- _What to produce_
Extract all lines that hold "DateTime" from the records below.

- _Data for the task_
*-*-*
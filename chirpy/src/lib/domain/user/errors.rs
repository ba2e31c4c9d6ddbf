use thiserror::Error;

/// Error for UserId parsing failures
#[derive(Debug, Clone, Error, PartialEq, Eq)]
pub enum UserIdError {
    #[error("Invalid UUID format: {0}")]
    InvalidFormat(String),
}

/// Error for EmailAddress validation failures
#[derive(Debug, Clone, Error, PartialEq, Eq)]
pub enum EmailError {
    #[error("Invalid email format: {0}")]
    InvalidFormat(String),
}

/// Top-level error for all user-related operations
#[derive(Debug, Clone, Error)]
pub enum UserError {
    // Value object validation errors (automatically converted via #[from])
    #[error("Invalid user ID: {0}")]
    InvalidUserId(#[from] UserIdError),

    #[error("Invalid email: {0}")]
    InvalidEmail(#[from] EmailError),

    #[error("Password hashing failed: {0}")]
    Password(String),

    // Domain-level errors
    #[error("User not found: {0}")]
    NotFound(String),

    #[error("Email already exists: {0}")]
    EmailAlreadyExists(String),

    // Infrastructure errors
    #[error("Database error: {0}")]
    DatabaseError(String),
}

impl From<auth::PasswordError> for UserError {
    fn from(err: auth::PasswordError) -> Self {
        UserError::Password(err.to_string())
    }
}
use chrono::DateTime;
use chrono::Duration;
use chrono::Utc;

use crate::domain::session::errors::SessionError;
use crate::domain::user::models::User;
use crate::domain::user::models::UserId;

/// Persisted refresh token (session) record.
///
/// The token itself is opaque; all validity state lives in this row.
#[derive(Debug, Clone, PartialEq, Eq)]
pub struct RefreshToken {
    pub token: String,
    pub user_id: UserId,
    pub created_at: DateTime<Utc>,
    pub updated_at: DateTime<Utc>,
    pub expires_at: DateTime<Utc>,
    pub revoked_at: Option<DateTime<Utc>>,
}

impl RefreshToken {
    /// Build a fresh, unrevoked session for `user_id` issued at `now`.
    pub fn new(token: String, user_id: UserId, now: DateTime<Utc>) -> Self {
        Self {
            token,
            user_id,
            created_at: now,
            updated_at: now,
            expires_at: now + Duration::days(auth::refresh::REFRESH_TOKEN_LIFETIME_DAYS),
            revoked_at: None,
        }
    }

    /// Decide whether this row still authenticates its owner at `now`.
    ///
    /// Revocation and expiry are evaluated together on the same snapshot.
    ///
    /// # Errors
    /// * `Revoked` - `revoked_at` is set
    /// * `Expired` - `now` is at or past `expires_at`
    pub fn owner_at(&self, now: DateTime<Utc>) -> Result<UserId, SessionError> {
        if self.revoked_at.is_some() {
            return Err(SessionError::Revoked);
        }
        if now >= self.expires_at {
            return Err(SessionError::Expired);
        }
        Ok(self.user_id)
    }
}

/// Tokens handed to a client after a successful login.
#[derive(Debug, Clone)]
pub struct LoginResult {
    pub user: User,
    pub access_token: String,
    pub refresh_token: String,
}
*-*-*
- _Output_
use chrono::DateTime;
    pub created_at: DateTime<Utc>,
    pub updated_at: DateTime<Utc>,
    pub expires_at: DateTime<Utc>,
    pub revoked_at: Option<DateTime<Utc>>,
    pub fn new(token: String, user_id: UserId, now: DateTime<Utc>) -> Self {
    pub fn owner_at(&self, now: DateTime<Utc>) -> Result<UserId, SessionError> {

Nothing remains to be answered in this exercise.